::: Input data

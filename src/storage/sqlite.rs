//! SQLite storage implementation

use std::path::Path;
use rusqlite::{params, ErrorCode, OptionalExtension, Transaction, TransactionBehavior};
use crate::{Error, Result};
use crate::mapper::EncodedObject;
use super::pool::{ConnectionPool, ConnectionSource};
use super::schema;

/// Default upper bound on pooled connections for file databases
pub const DEFAULT_MAX_CONNECTIONS: usize = 8;

/// A persisted entity row
#[derive(Debug, Clone, PartialEq, Eq)]
pub struct ObjectRow {
    pub id: String,
    pub type_name: String,
    pub blob: String,
}

/// A declared property of a type
#[derive(Debug, Clone, PartialEq, Eq)]
pub struct PropertyType {
    pub name: String,
    pub indexed: bool,
}

/// Per-type object count
#[derive(Debug, Clone)]
pub struct TypeSummary {
    pub name: String,
    pub objects: usize,
}

/// SQLite-backed storage for arbitrary typed entities.
///
/// Each write touches one object row and its property rows inside a single
/// transaction, so the two tables never disagree after an error.
pub struct SqliteStore {
    pool: ConnectionPool,
}

impl SqliteStore {
    /// Open a database file (creates if doesn't exist)
    pub fn open(path: &Path) -> Result<Self> {
        Self::open_with(path, DEFAULT_MAX_CONNECTIONS, true)
    }

    /// Open a database file with an explicit pool size.
    /// With `init_db` false the schema is assumed to exist.
    pub fn open_with(path: &Path, max_connections: usize, init_db: bool) -> Result<Self> {
        let pool = ConnectionPool::new(ConnectionSource::File(path.to_path_buf()), max_connections)?;
        let store = Self { pool };
        if init_db {
            store.initialize_schema()?;
        }
        Ok(store)
    }

    /// Open an in-memory database (for testing)
    pub fn open_in_memory() -> Result<Self> {
        let store = Self {
            pool: ConnectionPool::new(ConnectionSource::Memory, 1)?,
        };
        store.initialize_schema()?;
        Ok(store)
    }

    /// Initialize the database schema
    fn initialize_schema(&self) -> Result<()> {
        let mut conn = self.pool.acquire()?;
        schema::migrate(&mut conn)
    }

    /// Close all pooled connections; later calls fail with `Disposed`
    pub fn close(&self) {
        self.pool.close();
    }

    pub fn is_closed(&self) -> bool {
        self.pool.is_closed()
    }

    pub fn pool(&self) -> &ConnectionPool {
        &self.pool
    }

    // ========== Object Operations ==========

    /// Insert a new object and its property rows
    pub fn insert(&self, object: &EncodedObject) -> Result<()> {
        let mut conn = self.pool.acquire()?;
        let tx = conn.transaction_with_behavior(TransactionBehavior::Immediate)?;
        let type_id = ensure_type(&tx, &object.type_name)?;

        let inserted = tx.execute(
            "INSERT INTO object (id, type_id, blob) VALUES (?1, ?2, ?3)",
            params![object.id, type_id, object.blob],
        );
        match inserted {
            Ok(_) => {}
            Err(rusqlite::Error::SqliteFailure(err, _))
                if err.code == ErrorCode::ConstraintViolation =>
            {
                return Err(Error::DuplicateId(object.id.clone()));
            }
            Err(e) => return Err(e.into()),
        }

        write_properties(&tx, type_id, object)?;
        tx.commit()?;
        tracing::debug!("Inserted {} {}", object.type_name, object.id);
        Ok(())
    }

    /// Overwrite an existing object and rewrite all of its property rows
    pub fn update(&self, object: &EncodedObject) -> Result<()> {
        let mut conn = self.pool.acquire()?;
        let tx = conn.transaction_with_behavior(TransactionBehavior::Immediate)?;

        let stored = stored_type(&tx, &object.id)?
            .ok_or_else(|| Error::NotFound(object.id.clone()))?;
        if stored != object.type_name {
            return Err(Error::TypeMismatch {
                id: object.id.clone(),
                stored,
                requested: object.type_name.clone(),
            });
        }

        let type_id = ensure_type(&tx, &object.type_name)?;
        tx.execute(
            "UPDATE object SET blob = ?2 WHERE id = ?1",
            params![object.id, object.blob],
        )?;
        tx.execute("DELETE FROM object_property WHERE id = ?1", [&object.id])?;
        write_properties(&tx, type_id, object)?;
        tx.commit()?;
        tracing::debug!("Updated {} {}", object.type_name, object.id);
        Ok(())
    }

    /// Get an object row by id
    pub fn select_by_id(&self, id: &str) -> Result<ObjectRow> {
        let conn = self.pool.acquire()?;
        conn.query_row(
            r#"
            SELECT o.id, t.typename, o.blob
            FROM object o JOIN "type" t ON t.oid = o.type_id
            WHERE o.id = ?1
            "#,
            [id],
            |row| {
                Ok(ObjectRow {
                    id: row.get(0)?,
                    type_name: row.get(1)?,
                    blob: row.get(2)?,
                })
            },
        )
        .optional()?
        .ok_or_else(|| Error::NotFound(id.to_string()))
    }

    /// Ids of all objects of a type, sorted. Unknown types have no objects.
    pub fn select_ids_by_type(&self, type_name: &str) -> Result<Vec<String>> {
        let conn = self.pool.acquire()?;
        let mut stmt = conn.prepare(
            r#"
            SELECT o.id FROM object o JOIN "type" t ON t.oid = o.type_id
            WHERE t.typename = ?1
            ORDER BY o.id
            "#,
        )?;

        let ids = stmt
            .query_map([type_name], |row| row.get(0))?
            .collect::<rusqlite::Result<Vec<String>>>()?;

        Ok(ids)
    }

    /// Ids of objects of a type whose indexed property equals `value`.
    ///
    /// Fails with `NotFound` if the property is not an indexed property of
    /// the type; an empty list means no object matches.
    pub fn select_by_type_and_property(
        &self,
        type_name: &str,
        property: &str,
        value: &str,
    ) -> Result<Vec<String>> {
        let conn = self.pool.acquire()?;
        let property_type: Option<i64> = conn
            .query_row(
                r#"
                SELECT pt.oid FROM property_type pt JOIN "type" t ON t.oid = pt.type_id
                WHERE t.typename = ?1 AND pt.name = ?2 AND pt."indexed" = 1
                "#,
                [type_name, property],
                |row| row.get(0),
            )
            .optional()?;
        let property_type = property_type
            .ok_or_else(|| Error::NotFound(format!("indexed property {}.{}", type_name, property)))?;

        let mut stmt = conn.prepare(
            "SELECT DISTINCT id FROM object_property WHERE property_type = ?1 AND value = ?2 ORDER BY id",
        )?;
        let ids = stmt
            .query_map(params![property_type, value], |row| row.get(0))?
            .collect::<rusqlite::Result<Vec<String>>>()?;

        Ok(ids)
    }

    /// Delete an object and all of its property rows
    pub fn delete_by_id(&self, id: &str) -> Result<()> {
        let mut conn = self.pool.acquire()?;
        let tx = conn.transaction_with_behavior(TransactionBehavior::Immediate)?;
        tx.execute("DELETE FROM object_property WHERE id = ?1", [id])?;
        let deleted = tx.execute("DELETE FROM object WHERE id = ?1", [id])?;
        if deleted == 0 {
            return Err(Error::NotFound(id.to_string()));
        }
        tx.commit()?;
        tracing::debug!("Deleted {}", id);
        Ok(())
    }

    /// Indexed property values stored for an object, by property name
    pub fn properties_of(&self, id: &str) -> Result<Vec<(String, String)>> {
        let conn = self.pool.acquire()?;
        let mut stmt = conn.prepare(
            r#"
            SELECT pt.name, op.value
            FROM object_property op JOIN property_type pt ON pt.oid = op.property_type
            WHERE op.id = ?1
            ORDER BY pt.name
            "#,
        )?;
        let props = stmt
            .query_map([id], |row| Ok((row.get(0)?, row.get(1)?)))?
            .collect::<rusqlite::Result<Vec<(String, String)>>>()?;
        Ok(props)
    }

    // ========== Type Operations ==========

    /// All known types with their object counts
    pub fn list_types(&self) -> Result<Vec<TypeSummary>> {
        let conn = self.pool.acquire()?;
        let mut stmt = conn.prepare(
            r#"
            SELECT t.typename, COUNT(o.oid)
            FROM "type" t LEFT JOIN object o ON o.type_id = t.oid
            GROUP BY t.oid
            ORDER BY t.typename
            "#,
        )?;
        let types = stmt
            .query_map([], |row| {
                let objects: i64 = row.get(1)?;
                Ok(TypeSummary {
                    name: row.get(0)?,
                    objects: objects as usize,
                })
            })?
            .collect::<rusqlite::Result<Vec<_>>>()?;
        Ok(types)
    }

    /// Declared properties of a type
    pub fn property_types(&self, type_name: &str) -> Result<Vec<PropertyType>> {
        let conn = self.pool.acquire()?;
        let mut stmt = conn.prepare(
            r#"
            SELECT pt.name, pt."indexed"
            FROM property_type pt JOIN "type" t ON t.oid = pt.type_id
            WHERE t.typename = ?1
            ORDER BY pt.name
            "#,
        )?;
        let props = stmt
            .query_map([type_name], |row| {
                Ok(PropertyType {
                    name: row.get(0)?,
                    indexed: row.get(1)?,
                })
            })?
            .collect::<rusqlite::Result<Vec<_>>>()?;
        Ok(props)
    }

    /// Get database statistics
    pub fn stats(&self) -> Result<DbStats> {
        let conn = self.pool.acquire()?;
        let count = |table: &str| -> Result<usize> {
            let n: i64 = conn.query_row(&format!("SELECT COUNT(*) FROM {}", table), [], |row| row.get(0))?;
            Ok(n as usize)
        };
        Ok(DbStats {
            types: count("\"type\"")?,
            property_types: count("property_type")?,
            objects: count("object")?,
            properties: count("object_property")?,
            schema_version: schema::schema_version(&conn)?,
        })
    }
}

/// Oid of a type, created on first use
fn ensure_type(tx: &Transaction, type_name: &str) -> Result<i64> {
    tx.execute(
        r#"INSERT OR IGNORE INTO "type" (typename) VALUES (?1)"#,
        [type_name],
    )?;
    let oid = tx.query_row(
        r#"SELECT oid FROM "type" WHERE typename = ?1"#,
        [type_name],
        |row| row.get(0),
    )?;
    Ok(oid)
}

/// Oid of a property definition, created on first use; the indexed flag
/// follows the latest declaration
fn ensure_property_type(tx: &Transaction, type_id: i64, name: &str, indexed: bool) -> Result<i64> {
    let mut insert = tx.prepare_cached(
        r#"INSERT OR IGNORE INTO property_type (type_id, name, "indexed") VALUES (?1, ?2, ?3)"#,
    )?;
    insert.execute(params![type_id, name, indexed])?;

    let mut flag = tx.prepare_cached(
        r#"UPDATE property_type SET "indexed" = ?3 WHERE type_id = ?1 AND name = ?2 AND "indexed" <> ?3"#,
    )?;
    flag.execute(params![type_id, name, indexed])?;

    let mut select = tx.prepare_cached(
        "SELECT oid FROM property_type WHERE type_id = ?1 AND name = ?2",
    )?;
    let oid = select.query_row(params![type_id, name], |row| row.get(0))?;
    Ok(oid)
}

fn stored_type(tx: &Transaction, id: &str) -> Result<Option<String>> {
    let stored = tx
        .query_row(
            r#"SELECT t.typename FROM object o JOIN "type" t ON t.oid = o.type_id WHERE o.id = ?1"#,
            [id],
            |row| row.get(0),
        )
        .optional()?;
    Ok(stored)
}

fn write_properties(tx: &Transaction, type_id: i64, object: &EncodedObject) -> Result<()> {
    for property in &object.properties {
        let property_type = ensure_property_type(tx, type_id, &property.name, property.indexed)?;
        if let (true, Some(value)) = (property.indexed, &property.value) {
            let mut stmt = tx.prepare_cached(
                "INSERT INTO object_property (id, property_type, value) VALUES (?1, ?2, ?3)",
            )?;
            stmt.execute(params![object.id, property_type, value])?;
        }
    }
    Ok(())
}

/// Database statistics
#[derive(Debug, Clone)]
pub struct DbStats {
    pub types: usize,
    pub property_types: usize,
    pub objects: usize,
    pub properties: usize,
    pub schema_version: i64,
}

impl std::fmt::Display for DbStats {
    fn fmt(&self, f: &mut std::fmt::Formatter<'_>) -> std::fmt::Result {
        writeln!(f, "Database Statistics:")?;
        writeln!(f, "  Schema version: {}", self.schema_version)?;
        writeln!(f, "  Types: {}", self.types)?;
        writeln!(f, "  Property types: {}", self.property_types)?;
        writeln!(f, "  Objects: {}", self.objects)?;
        writeln!(f, "  Properties: {}", self.properties)
    }
}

::::::

Prompt:
Of all the entries above, retype exactly the lines from the line with "Ok(n as usize)" to the line with "flag.execute(params![type_id, name, indexed])?;", both included, and no others.

Problem solution:
            Ok(n as usize)
        };
        Ok(DbStats {
            types: count("\"type\"")?,
            property_types: count("property_type")?,
            objects: count("object")?,
            properties: count("object_property")?,
            schema_version: schema::schema_version(&conn)?,
        })
    }
}

/// Oid of a type, created on first use
fn ensure_type(tx: &Transaction, type_name: &str) -> Result<i64> {
    tx.execute(
        r#"INSERT OR IGNORE INTO "type" (typename) VALUES (?1)"#,
        [type_name],
    )?;
    let oid = tx.query_row(
        r#"SELECT oid FROM "type" WHERE typename = ?1"#,
        [type_name],
        |row| row.get(0),
    )?;
    Ok(oid)
}

/// Oid of a property definition, created on first use; the indexed flag
/// follows the latest declaration
fn ensure_property_type(tx: &Transaction, type_id: i64, name: &str, indexed: bool) -> Result<i64> {
    let mut insert = tx.prepare_cached(
        r#"INSERT OR IGNORE INTO property_type (type_id, name, "indexed") VALUES (?1, ?2, ?3)"#,
    )?;
    insert.execute(params![type_id, name, indexed])?;

    let mut flag = tx.prepare_cached(
        r#"UPDATE property_type SET "indexed" = ?3 WHERE type_id = ?1 AND name = ?2 AND "indexed" <> ?3"#,
    )?;
    flag.execute(params![type_id, name, indexed])?;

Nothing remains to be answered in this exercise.